Last night I met someone who had practiced Wing Chun for maybe five or six years. He said he met a 22 year old Preying Mantis teacher. This teacher had studied Mantis for about 8 to 10 years. I don’t know from where in the USA or what lineage etc.
Anyway these people exchanged hands in a friendly way. The Wing Chun guy said that although the Preying Mantis guy did not know anything about the Wing Chun sticking hands mechanics, he adapted very quickly and was able to counter every Wing Chun attacking technique.
The counters had much variety much more than Wing Chun’s responses would be for the same attacks. The counters involved various locks, off-balances traps and very agile footwork that was able to get around the Wing Chun practitoner’s back.
The Wing Chun guy is not a hard core Wing Chun exponent with arms of steel and 10 hits a second and solid as a mountain but he does reasonable Wing Chun with some technical precision and little wastage of movement. This person also has some Hung style background and has reasonably trained iron kind of forearms.
For me, I have trained in Karate, Hung style, Tai Chi, Wing Chun and some escrima. In my journey’s I have met some very good Preying mantis practitioners. Some from the South were very powerful and rooted and had very fast Mantis circular strikes. A Northern practitioner I met once had very quick evasive footwork which must be the Monkey footwork that I have read about.
One teacher I studied under learned from Wang Kiu in Holland. Wang Kiu said his whole family were Preying Mantis pratitioners. Wang Kiu switched to Wing Chun and after learning it straight from Yip Man, he felt that Preying Mantis and Wing Chun were in fact quite similar in theory although in the forms and applications they appear world’s apart. He didn’t say that one was superior to the other technically but did say Preying Mantis and Wing Chun had many fights together in Hong Kong. What the proficiency of these fighters were, we will never know.
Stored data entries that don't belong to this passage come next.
//! # Roster Data Model
//!
//! Rows persisted by the record store. Nothing here is ever updated or
//! deleted by the bot: members and explanations are insert-only, and the
//! alert roster is maintained outside the bot.

use chrono::{DateTime, Utc};
use serde::{Deserialize, Serialize};

/// A registered member as stored in the `members` table
#[derive(Debug, Clone, PartialEq, Serialize, Deserialize, sqlx::FromRow)]
pub struct Member {
    /// Store-assigned identifier
    pub id: i64,
    /// Chat the member was registered in (absent in global scope)
    pub scope_id: Option<i64>,
    /// Alphabetic first name
    pub first_name: String,
    /// Free-text class label, matched case-insensitively
    #[serde(rename = "class")]
    #[sqlx(rename = "class")]
    pub class_name: String,
    /// Age in years, always within 5..=120
    pub age: i64,
    /// Telegram user id of whoever submitted the registration
    pub added_by: i64,
    #[serde(default)]
    pub created_at: Option<DateTime<Utc>>,
}

/// A validated member that has not been stored yet
#[derive(Debug, Clone, PartialEq, Serialize)]
pub struct NewMember {
    pub scope_id: Option<i64>,
    pub first_name: String,
    #[serde(rename = "class")]
    pub class_name: String,
    pub age: i64,
    pub added_by: i64,
}

impl NewMember {
    /// Attach the identifier assigned by the store
    pub fn into_member(self, id: i64) -> Member {
        Member {
            id,
            scope_id: self.scope_id,
            first_name: self.first_name,
            class_name: self.class_name,
            age: self.age,
            added_by: self.added_by,
            created_at: None,
        }
    }
}

/// Filter for member lookups
#[derive(Debug, Clone, Default, PartialEq)]
pub struct MemberQuery {
    /// Restrict to one chat; `None` reads every scope
    pub scope_id: Option<i64>,
    /// Restrict to one class, compared case-insensitively
    pub class_name: Option<String>,
}

impl MemberQuery {
    /// Whether a member satisfies this filter
    pub fn matches(&self, member: &Member) -> bool {
        let scope_ok = self.scope_id.is_none() || member.scope_id == self.scope_id;
        let class_ok = self
            .class_name
            .as_ref()
            .map_or(true, |class| member.class_name.to_lowercase() == class.to_lowercase());
        scope_ok && class_ok
    }
}

/// A generated explanation row for the `explanations` table
#[derive(Debug, Clone, PartialEq, Serialize)]
pub struct NewExplanation {
    pub topic: String,
    pub word_limit: i64,
    pub user_id: i64,
    pub scope_id: Option<i64>,
    /// Generated text, already truncated to `word_limit` words
    pub response: String,
}

/// One entry of the externally maintained alert roster (`group_members`)
#[derive(Debug, Clone, PartialEq, Serialize, Deserialize, sqlx::FromRow)]
pub struct RosterEntry {
    pub scope_id: i64,
    pub user_id: i64,
}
In the Wing Chun vs Preying Mantis clip shown on this forum it doesn’t look that much like Preying Mantis or Wing Chun however maybe that is more difficult than people imagine when both people have similar speeds and experience. However in private engagements between friendly Preying Mantis and Wing Chun where they compare techniques, the action can look very much like movie Preying Mantis.
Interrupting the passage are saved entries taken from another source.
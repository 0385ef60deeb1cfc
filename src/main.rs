use anyhow::Result;
use std::env;
use std::sync::Arc;
use teloxide::prelude::*;
use teloxide::utils::command::BotCommands;
use tracing::{error, info, warn};
use tracing_subscriber::EnvFilter;

use classroster::bot::{schema, Command, CommandService, TelegramMessenger};
use classroster::config::Config;
use classroster::explainer::{ExplanationGateway, OpenAiExplainer};
use classroster::{health, localization, store};

fn init_tracing() {
    let filter = EnvFilter::try_from_default_env().unwrap_or_else(|_| EnvFilter::new("info"));
    let json = env::var("LOG_FORMAT").is_ok_and(|format| format.eq_ignore_ascii_case("json"));

    if json {
        tracing_subscriber::fmt().with_env_filter(filter).json().init();
    } else {
        tracing_subscriber::fmt().with_env_filter(filter).init();
    }
}

#[tokio::main]
async fn main() -> Result<()> {
    // Load environment variables from .env file
    dotenv::dotenv().ok();

    init_tracing();

    info!("Starting Class Roster Telegram Bot");

    // Missing credentials are fatal
    let config = Config::from_env()?;

    localization::init_localization()?;

    let record_store = store::connect(&config.store).await?;
    let explainer: Arc<dyn ExplanationGateway> =
        Arc::new(OpenAiExplainer::new(config.generation.clone()));

    let bot = Bot::new(&config.bot_token);
    let messenger = Arc::new(TelegramMessenger::new(bot.clone()));

    let service = Arc::new(CommandService::new(
        record_store,
        explainer,
        messenger,
        config.scope_mode,
    ));

    if let Err(e) = bot.set_my_commands(Command::bot_commands()).await {
        warn!(error = %e, "Failed to register command list with Telegram");
    }

    let port = config.port;
    tokio::spawn(async move {
        if let Err(e) = health::serve(port).await {
            error!(error = ?e, "Health server stopped");
        }
    });

    info!(scope_mode = ?config.scope_mode, "Bot initialized, starting dispatcher");

    Dispatcher::builder(bot, schema())
        .dependencies(dptree::deps![service])
        .enable_ctrlc_handler()
        .build()
        .dispatch()
        .await;

    Ok(())
}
I told the Wing Chun student who couldn’t handle any of the Preying Mantis attacks that Preying Mantis of course is a very good art because it handled the best Shaolin had to offer according to some of the history. Also there was one region in China where Preying Mantis was very famous for fighting.
I think Preying Mantis has much more variety than Wing Chun and is more impressive looking. However against a hard core Wing Chun practitioner who hits with great power and speed and never loses his center facing, the match may well look like a typical boxing match and maybe like that video clip we saw. A black belt in Judo can do spectacular throws against the novice but when you see two good people in action it looks like garbage because neither side can effect a clean throw. I once saw two top students of the late Grandmaster Wing Chun have a little Chi sau match and the result in my mind looked worse than the students at my club. Of course they were better than any students at my club.
Too bad we are all limited by the number of hours we can study martial arts. In Chinese martial art there are many good arts from which to pick. Maybe Jet Li movies and Crouching Tiger and Hidden Dragon point to the theoretical quality that Chinese martial art could take.
I think friendly get together’s between Wing Chun and Preying Mantis would be very good. In one tournament in Vancouver in the early 1980’s the Preying Mantis practitioners (Al Cheng, John Funk lineage) cleaned up. The punching action was not unlike the chain punching technique from the Wing Chun system. Preying Mantis also entered the Wing Chun chi sau competition inthe same tournament and also excelled in this.
For me, I have seen so many good martial artists that I admire anyone who is skilled in whatever art they do. I think the same would be true for many of us. If we watch a Chinese Wushu competition we would all admire the skill of the winners no matter what style they are from.
It’s good if we keep the stylistic differences. As one person said on some forum, these days everyone cross trains in boxing, Thai boxing and Gracie Jujitsu. No one trusts their original art. Maybe non-Kung Fu arts are more limited and so cross training is reuqired?
So all the ultimate fighting competitions tend to look the same like kickboxing with some grappling mixed in. This guy said he thought is was very boring. Wheras in the stylistic challenges it was always interesting to pit Tai Chi against Karate or Mantis against Wing Chun or Tiger against Crane etc. These latter match ups would be much more interesting and more like watching a game of chess than a mudwrestling match on the school ground.